====== Material for this task ======

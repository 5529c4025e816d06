//! Audit writer: persists audit events off the balance critical path
//!
//! Drains the telemetry queue into the [`AuditStore`]. An append failure is
//! logged and the event dropped; the writer never retries and never pushes
//! back on the serializer beyond the telemetry queue's capacity.

use crate::{
    metrics::Metrics,
    queue::QueueReceiver,
    store::AuditStore,
    types::{AuditEvent, WorkerState, WorkerStatus},
};
use std::sync::Arc;
use tracing::{debug, error, info};

/// Single consumer of the telemetry queue
pub struct AuditWriter {
    store: Arc<dyn AuditStore>,
    telemetry: QueueReceiver<AuditEvent>,
    metrics: Metrics,
    status: WorkerStatus,
}

impl AuditWriter {
    /// Create new audit writer
    pub fn new(
        store: Arc<dyn AuditStore>,
        telemetry: QueueReceiver<AuditEvent>,
        metrics: Metrics,
    ) -> Self {
        Self {
            store,
            telemetry,
            metrics,
            status: WorkerStatus::new(),
        }
    }

    /// Handle on this worker's lifecycle state
    pub fn status(&self) -> WorkerStatus {
        self.status.clone()
    }

    /// Run the writer loop until interrupted
    pub async fn run(mut self) {
        self.status.set(WorkerState::Running);
        info!(queue = self.telemetry.name(), "Audit writer started");

        let mut written = 0u64;
        loop {
            let event = match self.telemetry.take().await {
                Ok(event) => event,
                Err(e) => {
                    debug!("Audit writer interrupted: {}", e);
                    break;
                }
            };

            match self.store.append(&event) {
                Ok(sequence) => {
                    written += 1;
                    self.metrics.record_audit_written();
                    debug!(sequence, %event, "Audit event persisted");
                }
                Err(e) => {
                    self.metrics.record_audit_failure();
                    error!(
                        delta = event.delta,
                        balance = event.resulting_balance,
                        error = %e,
                        "Audit append failed, event dropped"
                    );
                }
            }
        }

        self.status.set(WorkerState::Stopping);
        info!(written, "Audit writer stopped");
        self.status.set(WorkerState::Stopped);
    }
}

/// Spawn the audit writer on the current Tokio runtime
pub fn spawn_audit_writer(writer: AuditWriter) -> tokio::task::JoinHandle<()> {
    tokio::spawn(writer.run())
}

======

Activity:
Copy each line of the data that contains the word "WorkerState".

Reply to the exercise:
    types::{AuditEvent, WorkerState, WorkerStatus},
        self.status.set(WorkerState::Running);
        self.status.set(WorkerState::Stopping);
        self.status.set(WorkerState::Stopped);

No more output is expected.